_Problem details:_
Your answer must consist of every line from the data below that includes the word "OrganizationalEntity".

(Stored data)
_ _ _ _ _

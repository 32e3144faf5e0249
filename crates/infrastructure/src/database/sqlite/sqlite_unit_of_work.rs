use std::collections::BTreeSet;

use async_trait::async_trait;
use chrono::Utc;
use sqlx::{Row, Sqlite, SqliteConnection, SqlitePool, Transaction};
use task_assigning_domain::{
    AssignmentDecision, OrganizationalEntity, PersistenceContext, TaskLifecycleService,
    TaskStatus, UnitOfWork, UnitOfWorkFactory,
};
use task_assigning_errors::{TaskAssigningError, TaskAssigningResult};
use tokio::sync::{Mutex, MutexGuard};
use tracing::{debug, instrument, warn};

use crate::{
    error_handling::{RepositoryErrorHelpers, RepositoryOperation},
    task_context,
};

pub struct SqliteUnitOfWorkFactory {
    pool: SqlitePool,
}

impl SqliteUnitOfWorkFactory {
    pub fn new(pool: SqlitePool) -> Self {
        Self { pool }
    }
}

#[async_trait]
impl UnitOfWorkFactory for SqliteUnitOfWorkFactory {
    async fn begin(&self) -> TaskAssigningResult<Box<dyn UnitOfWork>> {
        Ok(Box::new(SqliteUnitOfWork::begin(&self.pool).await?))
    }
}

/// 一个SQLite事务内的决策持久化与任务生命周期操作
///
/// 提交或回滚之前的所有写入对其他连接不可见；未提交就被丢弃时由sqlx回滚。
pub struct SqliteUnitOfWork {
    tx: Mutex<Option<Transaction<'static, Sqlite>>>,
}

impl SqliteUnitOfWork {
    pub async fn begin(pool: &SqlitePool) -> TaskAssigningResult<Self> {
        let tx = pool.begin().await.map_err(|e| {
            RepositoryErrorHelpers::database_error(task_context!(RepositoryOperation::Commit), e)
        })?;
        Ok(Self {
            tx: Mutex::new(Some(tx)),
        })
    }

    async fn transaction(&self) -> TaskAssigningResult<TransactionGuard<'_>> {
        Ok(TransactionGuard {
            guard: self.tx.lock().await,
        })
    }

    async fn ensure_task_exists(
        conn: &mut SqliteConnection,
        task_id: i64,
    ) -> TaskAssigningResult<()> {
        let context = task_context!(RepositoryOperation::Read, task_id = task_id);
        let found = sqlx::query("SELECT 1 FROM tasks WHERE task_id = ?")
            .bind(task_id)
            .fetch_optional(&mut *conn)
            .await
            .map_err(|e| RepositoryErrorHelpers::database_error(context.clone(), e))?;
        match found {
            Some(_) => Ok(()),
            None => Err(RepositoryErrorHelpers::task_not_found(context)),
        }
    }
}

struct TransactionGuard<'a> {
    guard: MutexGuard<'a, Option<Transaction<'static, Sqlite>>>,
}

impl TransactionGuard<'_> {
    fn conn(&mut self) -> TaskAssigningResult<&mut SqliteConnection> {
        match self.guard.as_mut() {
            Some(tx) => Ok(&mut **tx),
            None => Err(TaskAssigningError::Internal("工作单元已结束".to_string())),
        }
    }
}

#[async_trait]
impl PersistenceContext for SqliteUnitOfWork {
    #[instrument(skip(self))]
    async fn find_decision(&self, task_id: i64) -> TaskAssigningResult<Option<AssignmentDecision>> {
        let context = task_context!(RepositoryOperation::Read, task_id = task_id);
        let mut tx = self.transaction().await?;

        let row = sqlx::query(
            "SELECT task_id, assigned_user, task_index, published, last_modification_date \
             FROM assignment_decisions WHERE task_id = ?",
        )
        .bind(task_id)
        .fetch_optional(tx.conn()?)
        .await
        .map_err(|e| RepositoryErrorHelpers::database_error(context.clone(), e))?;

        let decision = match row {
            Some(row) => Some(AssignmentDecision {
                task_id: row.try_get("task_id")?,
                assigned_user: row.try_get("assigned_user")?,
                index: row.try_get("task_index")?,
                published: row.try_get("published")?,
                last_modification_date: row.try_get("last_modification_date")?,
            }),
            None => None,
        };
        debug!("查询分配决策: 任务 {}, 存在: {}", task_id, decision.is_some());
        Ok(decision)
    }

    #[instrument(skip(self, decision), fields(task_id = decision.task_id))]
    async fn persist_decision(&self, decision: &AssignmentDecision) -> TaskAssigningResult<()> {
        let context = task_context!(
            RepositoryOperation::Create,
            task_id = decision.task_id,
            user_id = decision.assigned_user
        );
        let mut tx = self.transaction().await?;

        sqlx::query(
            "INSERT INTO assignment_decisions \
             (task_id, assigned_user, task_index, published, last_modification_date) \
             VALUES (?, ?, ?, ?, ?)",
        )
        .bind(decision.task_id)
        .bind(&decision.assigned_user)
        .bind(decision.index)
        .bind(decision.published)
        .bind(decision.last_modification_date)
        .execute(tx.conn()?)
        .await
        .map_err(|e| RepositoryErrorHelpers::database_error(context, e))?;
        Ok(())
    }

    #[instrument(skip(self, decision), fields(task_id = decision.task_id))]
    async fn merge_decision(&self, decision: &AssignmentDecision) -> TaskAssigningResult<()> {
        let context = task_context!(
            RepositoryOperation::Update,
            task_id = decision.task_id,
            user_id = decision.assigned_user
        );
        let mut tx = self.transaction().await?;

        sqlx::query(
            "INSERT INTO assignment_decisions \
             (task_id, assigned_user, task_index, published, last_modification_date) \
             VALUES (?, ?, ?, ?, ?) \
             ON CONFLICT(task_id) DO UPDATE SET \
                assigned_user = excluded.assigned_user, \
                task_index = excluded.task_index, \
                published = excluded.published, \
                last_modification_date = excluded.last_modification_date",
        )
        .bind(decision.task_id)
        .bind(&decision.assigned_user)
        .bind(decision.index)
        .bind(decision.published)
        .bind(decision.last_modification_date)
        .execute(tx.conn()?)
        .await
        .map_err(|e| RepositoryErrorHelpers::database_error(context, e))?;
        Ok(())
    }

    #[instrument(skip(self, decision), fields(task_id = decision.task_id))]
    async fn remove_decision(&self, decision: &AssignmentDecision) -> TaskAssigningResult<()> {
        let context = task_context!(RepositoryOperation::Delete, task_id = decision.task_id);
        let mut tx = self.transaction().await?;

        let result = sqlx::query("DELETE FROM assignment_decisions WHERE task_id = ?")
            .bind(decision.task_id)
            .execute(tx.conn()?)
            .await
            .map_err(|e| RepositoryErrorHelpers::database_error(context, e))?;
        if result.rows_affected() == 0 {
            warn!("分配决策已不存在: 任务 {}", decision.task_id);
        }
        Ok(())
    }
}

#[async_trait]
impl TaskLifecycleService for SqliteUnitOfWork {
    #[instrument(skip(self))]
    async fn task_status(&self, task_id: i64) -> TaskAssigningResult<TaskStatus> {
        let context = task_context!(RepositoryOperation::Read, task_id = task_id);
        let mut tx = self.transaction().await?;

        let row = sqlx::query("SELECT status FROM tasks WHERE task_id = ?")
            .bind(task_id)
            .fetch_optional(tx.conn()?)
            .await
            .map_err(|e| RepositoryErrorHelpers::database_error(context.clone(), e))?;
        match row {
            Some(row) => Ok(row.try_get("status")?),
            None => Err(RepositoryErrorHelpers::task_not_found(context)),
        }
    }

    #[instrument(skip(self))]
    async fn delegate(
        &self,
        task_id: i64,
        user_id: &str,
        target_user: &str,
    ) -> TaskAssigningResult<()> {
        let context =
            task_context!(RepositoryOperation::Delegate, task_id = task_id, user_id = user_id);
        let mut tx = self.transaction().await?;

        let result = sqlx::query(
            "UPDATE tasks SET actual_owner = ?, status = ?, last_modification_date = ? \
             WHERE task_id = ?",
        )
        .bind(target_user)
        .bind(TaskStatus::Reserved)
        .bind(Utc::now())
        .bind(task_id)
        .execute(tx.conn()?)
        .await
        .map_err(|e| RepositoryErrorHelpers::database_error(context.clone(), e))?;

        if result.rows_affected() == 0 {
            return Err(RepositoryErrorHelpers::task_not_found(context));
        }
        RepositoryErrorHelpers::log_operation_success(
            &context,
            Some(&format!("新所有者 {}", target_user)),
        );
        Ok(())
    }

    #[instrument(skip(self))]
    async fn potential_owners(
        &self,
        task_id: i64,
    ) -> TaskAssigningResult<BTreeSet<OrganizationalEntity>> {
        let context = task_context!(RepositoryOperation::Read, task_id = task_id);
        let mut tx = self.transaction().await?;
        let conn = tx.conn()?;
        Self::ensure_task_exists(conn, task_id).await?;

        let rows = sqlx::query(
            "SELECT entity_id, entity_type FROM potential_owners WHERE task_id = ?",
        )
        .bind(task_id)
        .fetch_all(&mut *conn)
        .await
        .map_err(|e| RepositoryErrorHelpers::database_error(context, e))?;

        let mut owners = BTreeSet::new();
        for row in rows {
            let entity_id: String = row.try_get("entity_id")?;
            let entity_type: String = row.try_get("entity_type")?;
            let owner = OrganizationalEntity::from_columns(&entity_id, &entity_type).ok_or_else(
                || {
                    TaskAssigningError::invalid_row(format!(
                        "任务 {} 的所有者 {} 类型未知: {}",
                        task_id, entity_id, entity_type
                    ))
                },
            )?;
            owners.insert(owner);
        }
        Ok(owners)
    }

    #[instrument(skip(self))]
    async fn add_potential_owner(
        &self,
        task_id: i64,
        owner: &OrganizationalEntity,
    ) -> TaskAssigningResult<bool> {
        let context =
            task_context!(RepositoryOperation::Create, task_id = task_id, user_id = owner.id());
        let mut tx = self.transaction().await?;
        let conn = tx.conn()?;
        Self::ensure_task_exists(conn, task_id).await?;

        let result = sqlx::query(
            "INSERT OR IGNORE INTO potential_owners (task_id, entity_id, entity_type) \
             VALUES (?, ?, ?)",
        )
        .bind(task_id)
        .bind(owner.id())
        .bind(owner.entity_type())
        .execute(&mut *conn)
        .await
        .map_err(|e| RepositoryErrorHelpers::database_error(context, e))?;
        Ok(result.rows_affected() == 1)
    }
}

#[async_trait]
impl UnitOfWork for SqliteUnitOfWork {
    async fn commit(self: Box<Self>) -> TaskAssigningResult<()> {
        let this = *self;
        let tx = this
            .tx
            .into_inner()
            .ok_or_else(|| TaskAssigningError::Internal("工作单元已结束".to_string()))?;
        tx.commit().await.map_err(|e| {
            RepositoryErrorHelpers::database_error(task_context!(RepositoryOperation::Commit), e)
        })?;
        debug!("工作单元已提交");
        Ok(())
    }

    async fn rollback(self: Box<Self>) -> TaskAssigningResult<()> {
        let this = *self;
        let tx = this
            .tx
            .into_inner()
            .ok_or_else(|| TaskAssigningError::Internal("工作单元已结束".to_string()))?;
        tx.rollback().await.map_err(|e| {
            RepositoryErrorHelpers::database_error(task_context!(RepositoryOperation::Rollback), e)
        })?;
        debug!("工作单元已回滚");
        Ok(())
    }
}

_ _ _ _ _

_Result for this task:_
    AssignmentDecision, OrganizationalEntity, PersistenceContext, TaskLifecycleService,
    ) -> TaskAssigningResult<BTreeSet<OrganizationalEntity>> {
            let owner = OrganizationalEntity::from_columns(&entity_id, &entity_type).ok_or_else(
        owner: &OrganizationalEntity,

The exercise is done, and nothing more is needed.